"Big Tupper is part of the village and it means a lot to the people around here," Mark Jesse said.
Jesse is a lifelong Tupper Lake resident now opening his own brewery. He says the mountain can help get his business off the ground.
"It can do nothing but help, that's for sure," Jesse said. "I mean, the mountain will bring people to town. And we're helping; the brewery brings people to town. So, they can help each other."
"It's a huge economic boost, especially in the winter. In the summer we have quite a bit of tourism, but in the winter we definitely need the economic push. Not only does it have people coming to town, spending money in town while they're skiing, it creates a whole energy amongst residents that's great," said Michelle Clement of the Tupper Lake Chamber of Commerce.

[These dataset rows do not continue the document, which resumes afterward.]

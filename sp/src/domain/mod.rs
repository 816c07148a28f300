//! Domain types for the study planner
//!
//! Core domain types: WorkItem, Hours, AuthInfo.
//! All are serde types because they travel across the host link unchanged.

mod auth;
mod id;
mod item;

pub use auth::AuthInfo;
pub use id::{generate_item_id, now_ms};
pub use item::{Hours, ItemError, WorkItem};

The Big Tupper Ski Area opened in the 1960s. It closed down in 1998 as a commercial resort. It stood idle for a decade until a group of residents working to improve the area economy came up with a plan.

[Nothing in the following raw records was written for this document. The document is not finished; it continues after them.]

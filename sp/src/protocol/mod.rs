//! Host message protocol
//!
//! Simple JSON-over-newline protocol. Each envelope is a single line of JSON
//! followed by `\n`. Unknown message types are not errors: the decoder reports
//! them as `None` so callers can ignore them.

use serde::Deserialize;
use serde::de::DeserializeOwned;
use serde_json::{Map, Value};
use thiserror::Error;
use tracing::debug;

pub mod messages;

pub use messages::{INBOUND_KINDS, Inbound, OUTBOUND_KINDS, Outbound, SaveResult, SavedData, UserInfo};

/// Maximum accepted line length
pub const MAX_MESSAGE_SIZE: usize = 1024 * 1024;

/// Errors from encoding or decoding envelopes
#[derive(Debug, Error)]
pub enum ProtocolError {
    #[error("Malformed message: {0}")]
    Malformed(String),

    #[error("Message too large: {0} bytes")]
    TooLarge(usize),

    #[error("Encode error: {0}")]
    Encode(#[from] serde_json::Error),
}

/// Just enough of an envelope to read its type
#[derive(Debug, Deserialize)]
struct EnvelopeHead {
    #[serde(rename = "type")]
    kind: String,
}

/// Encode a message as one line, newline included
pub fn encode_line<T: serde::Serialize>(message: &T) -> Result<String, ProtocolError> {
    let mut line = serde_json::to_string(message)?;
    if line.len() > MAX_MESSAGE_SIZE {
        return Err(ProtocolError::TooLarge(line.len()));
    }
    line.push('\n');
    Ok(line)
}

/// Decode a host → widget line
///
/// `Ok(None)` means a well-formed envelope of a type the widget does not handle.
pub fn decode_inbound(line: &str) -> Result<Option<Inbound>, ProtocolError> {
    decode_known(line, INBOUND_KINDS, fill_inbound_payload)
}

/// Decode a widget → host line (used by the host side)
pub fn decode_outbound(line: &str) -> Result<Option<Outbound>, ProtocolError> {
    decode_known(line, OUTBOUND_KINDS, |_, _| {})
}

/// A missing or null payload reads as `{}`. A user-info payload that is not
/// an object is kept under `value` so the auth still arrives.
fn fill_inbound_payload(kind: &str, envelope: &mut Map<String, Value>) {
    let data = envelope.remove("data").unwrap_or(Value::Null);
    let data = match data {
        Value::Null => {
            debug!(%kind, "fill_inbound_payload: no data, using empty payload");
            Value::Object(Map::new())
        }
        Value::Object(_) => data,
        other if kind.ends_with("USER_INFO") => {
            debug!(%kind, "fill_inbound_payload: non-object user info kept as opaque value");
            let mut wrapped = Map::new();
            wrapped.insert("value".to_string(), other);
            Value::Object(wrapped)
        }
        other => other,
    };
    envelope.insert("data".to_string(), data);
}

fn decode_known<T: DeserializeOwned>(
    line: &str,
    known: &[&str],
    fill_payload: fn(&str, &mut Map<String, Value>),
) -> Result<Option<T>, ProtocolError> {
    let line = line.trim();
    if line.len() > MAX_MESSAGE_SIZE {
        return Err(ProtocolError::TooLarge(line.len()));
    }
    if line.is_empty() {
        return Err(ProtocolError::Malformed("empty line".to_string()));
    }

    let mut value: Value = serde_json::from_str(line).map_err(|e| ProtocolError::Malformed(e.to_string()))?;
    let head: EnvelopeHead =
        EnvelopeHead::deserialize(&value).map_err(|e| ProtocolError::Malformed(e.to_string()))?;

    if !known.contains(&head.kind.as_str()) {
        debug!(kind = %head.kind, "decode_known: unrecognized message type");
        return Ok(None);
    }

    if let Value::Object(envelope) = &mut value {
        fill_payload(&head.kind, envelope);
    }
    let message = serde_json::from_value(value).map_err(|e| ProtocolError::Malformed(e.to_string()))?;
    debug!(kind = %head.kind, "decode_known: decoded message");
    Ok(Some(message))
}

"We missed a generation of kids having it shuttered for 10 years. It really became important to get the kids back skiing and help the economy in Tupper Lake," said Jim LaValley, the chair of Adirondack Residents Intent on Saving their Economy (ARISE).
ARISE stepped in with 200 volunteers to operate the mountain for three ski seasons.

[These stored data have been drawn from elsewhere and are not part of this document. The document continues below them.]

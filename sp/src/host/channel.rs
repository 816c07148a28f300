//! In-process host link
//!
//! Connects a planner to a host living in the same process. Tests use it to
//! play the host's side of the handshake.

use std::sync::Arc;

use async_trait::async_trait;
use tokio::sync::mpsc;
use tracing::debug;

use crate::protocol::{Inbound, Outbound};

use super::link::{HostConnection, HostError, HostPort, Subscription};

const INBOUND_BUFFER: usize = 64;

struct ChannelPort {
    tx: mpsc::UnboundedSender<Outbound>,
}

#[async_trait]
impl HostPort for ChannelPort {
    async fn post(&self, message: &Outbound) -> Result<(), HostError> {
        debug!(kind = message.kind(), "ChannelPort::post: called");
        self.tx.send(message.clone()).map_err(|_| HostError::Closed)
    }
}

/// The host's end of an in-process link
#[derive(Debug)]
pub struct ChannelHost {
    inbound_tx: mpsc::Sender<Inbound>,
    outbound_rx: mpsc::UnboundedReceiver<Outbound>,
}

impl ChannelHost {
    /// Send a message to the widget
    pub async fn send(&self, message: Inbound) -> Result<(), HostError> {
        debug!(kind = message.kind(), "ChannelHost::send: called");
        self.inbound_tx.send(message).await.map_err(|_| HostError::Closed)
    }

    /// Wait for the next message from the widget
    pub async fn recv(&mut self) -> Option<Outbound> {
        self.outbound_rx.recv().await
    }

    /// Next message from the widget if one is already queued
    pub fn try_recv(&mut self) -> Option<Outbound> {
        self.outbound_rx.try_recv().ok()
    }
}

/// Create a connected widget/host pair
pub fn channel_pair() -> (HostConnection, ChannelHost) {
    debug!("channel_pair: called");
    let (inbound_tx, inbound_rx) = mpsc::channel(INBOUND_BUFFER);
    let (outbound_tx, outbound_rx) = mpsc::unbounded_channel();

    let port = Arc::new(ChannelPort { tx: outbound_tx });
    let conn = HostConnection::embedded(port, Subscription::new(inbound_rx, None));
    (
        conn,
        ChannelHost {
            inbound_tx,
            outbound_rx,
        },
    )
}

#[cfg(test)]
mod tests {
    use super::*;
    use crate::host::HostMode;
    use crate::protocol::SavedData;

    #[tokio::test]
    async fn test_channel_pair_both_directions() {
        let (conn, mut host) = channel_pair();
        assert_eq!(conn.mode(), HostMode::Embedded);
        let (_, port, sub) = conn.into_parts();
        let port = port.unwrap();
        let mut sub = sub.unwrap();

        port.post(&Outbound::Ready).await.unwrap();
        assert_eq!(host.recv().await, Some(Outbound::Ready));

        host.send(Inbound::LoadSavedData(SavedData::default())).await.unwrap();
        assert_eq!(sub.recv().await, Some(Inbound::LoadSavedData(SavedData::default())));
    }

    #[tokio::test]
    async fn test_post_after_host_dropped_is_closed() {
        let (conn, host) = channel_pair();
        drop(host);
        let (_, port, _) = conn.into_parts();
        let result = port.unwrap().post(&Outbound::AuthConfirmed).await;
        assert!(matches!(result, Err(HostError::Closed)));
    }
}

"The community identifies with Big Tupper in a big way. It really has become a part of many of the families that were born and raised here," LaValley said. "There's tremendous passion; they identify with Big Tupper."
But last year, Big Tupper had to close for lack of finances.
"In the interim we sold our groomer, the one asset that we really had. It gave us a little bit of seed money to allow us to go in and do our inspections, get our insurance taken care of, get the trails mowed, and now we are 100 percent reliant on Mother Nature to make this a bountiful winter," LaValley said.
"The buzz was definitely really excited and getting the phone calls. People are already wondering where they can stay this winter," Clement said.
And with the news around town, we took a trip up the mountain to see what the buzz is all about. A sight to enjoy this season from the top of Big Tupper.
Officials say the mountain will operate Fridays through Sundays depending on snow. Day passes cost $25.